台湾が領有権を主張する釣魚台(沖縄県・尖閣諸島の台湾名)付近で、十二カイリ内での漁を繰り返す自国の問題漁船七隻に対し、総統直属の台湾版NSC(国家安全保障会議)の国家安全会議(国安会)が、異例の徹底監視を続けていると一部メディアが報じた。

自国「領海」への出漁規制は批判を招き兼ねない。だが、蔡英文政権は、問題漁船が日本との関係を悪化さないよう腐心している。

 七隻は北部宜蘭県にある蘇澳漁港が母港。同漁港は、尖閣諸島や八重山諸島に近く、日本の領有に反発する漁民も多く、二〇一二年には、同港の大漁船団が尖閣周辺で抗議活動を行った。一部が親中活動家の支援を受けている可能性もある。

国安会は昨年末から、行政院(内閣)傘下の海巡署、漁業署、外務省との連絡体制を立ち上げ、特に漁業署には七隻の動向を二十四時間体制で監視するよう指示した。十二カイリの海域に近づいたら、国安会へ報告する一方、漁船に警告することを申し合わせた。

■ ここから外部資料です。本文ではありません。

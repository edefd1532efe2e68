//! Periodic retention task.
//!
//! Trims every partition of the signup topic up to the lowest position
//! committed by any consumer group, so processed records do not accumulate
//! in the log under the plain `commit` policy.
//!
//! # Graceful Shutdown
//!
//! The task exits when the cancellation token is triggered. A pass that is
//! already running finishes first.

use crate::services::RetentionTrimmer;
use std::time::Duration;
use tokio::time::MissedTickBehavior;
use tokio_util::sync::CancellationToken;
use tracing::{debug, info, instrument, warn};

/// Start the retention background task.
///
/// Runs one pass per `interval` until `cancel_token` fires.
#[instrument(skip_all, name = "provisioner.task.retention")]
pub async fn start_retention_task(
    trimmer: RetentionTrimmer,
    interval: Duration,
    cancel_token: CancellationToken,
) {
    info!(
        target: "provisioner.task.retention",
        interval_secs = interval.as_secs(),
        "Starting retention task"
    );

    let mut ticker = tokio::time::interval(interval);
    ticker.set_missed_tick_behavior(MissedTickBehavior::Delay);

    loop {
        tokio::select! {
            _ = ticker.tick() => {
                run_retention_pass(&trimmer).await;
            }
            () = cancel_token.cancelled() => {
                info!(
                    target: "provisioner.task.retention",
                    "Retention task received shutdown signal, exiting"
                );
                break;
            }
        }
    }

    info!(target: "provisioner.task.retention", "Retention task stopped");
}

/// Run a single retention pass over all partitions.
///
/// Returns the number of partitions whose watermark advanced. Failures are
/// logged and left for the next pass.
pub async fn run_retention_pass(trimmer: &RetentionTrimmer) -> usize {
    let partitions = match trimmer.partitions().await {
        Ok(partitions) => partitions,
        Err(e) => {
            warn!(
                target: "provisioner.task.retention",
                error = %e,
                "Failed to list partitions for retention"
            );
            return 0;
        }
    };

    let mut advanced = 0;
    for partition in partitions {
        match trimmer.trim_to_committed(partition).await {
            Ok(Some(report)) if report.advanced() => advanced += 1,
            Ok(_) => {}
            Err(e) => {
                warn!(
                    target: "provisioner.task.retention",
                    partition = partition,
                    error = %e,
                    "Retention pass failed for partition"
                );
            }
        }
    }

    debug!(
        target: "provisioner.task.retention",
        advanced = advanced,
        "Retention pass complete"
    );
    advanced
}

国安会の懸念通り今年三月初め、日台漁業委員会の交渉開始に合わせるかのように、数隻が尖閣諸島の十二カイリ内で入り数日にわたり漁を続けた。海巡署の巡視船が急行し、スピーカーで「安全操業」を呼び掛ける一方、船位位置監視システムを起動するよう命じた。

漁業署は後日、七隻の資料をまとめ、台湾の対日窓口機関である台湾日本関係協会に手渡したという。

 最近の日台関係は一時ほど和気あいあいでない。台湾外交筋によると、東京電力福島第一原発事故後から続く、福島など日本の五県産食品の輸入禁止がきっかけという。

 中国から外交攻勢に苦しむ蔡政権は、米国、日本との関係悪化は何としても避けたい。問題漁船七隻は、日台関係にひびを入れかねない。厳しい監視は当面続きそうだ。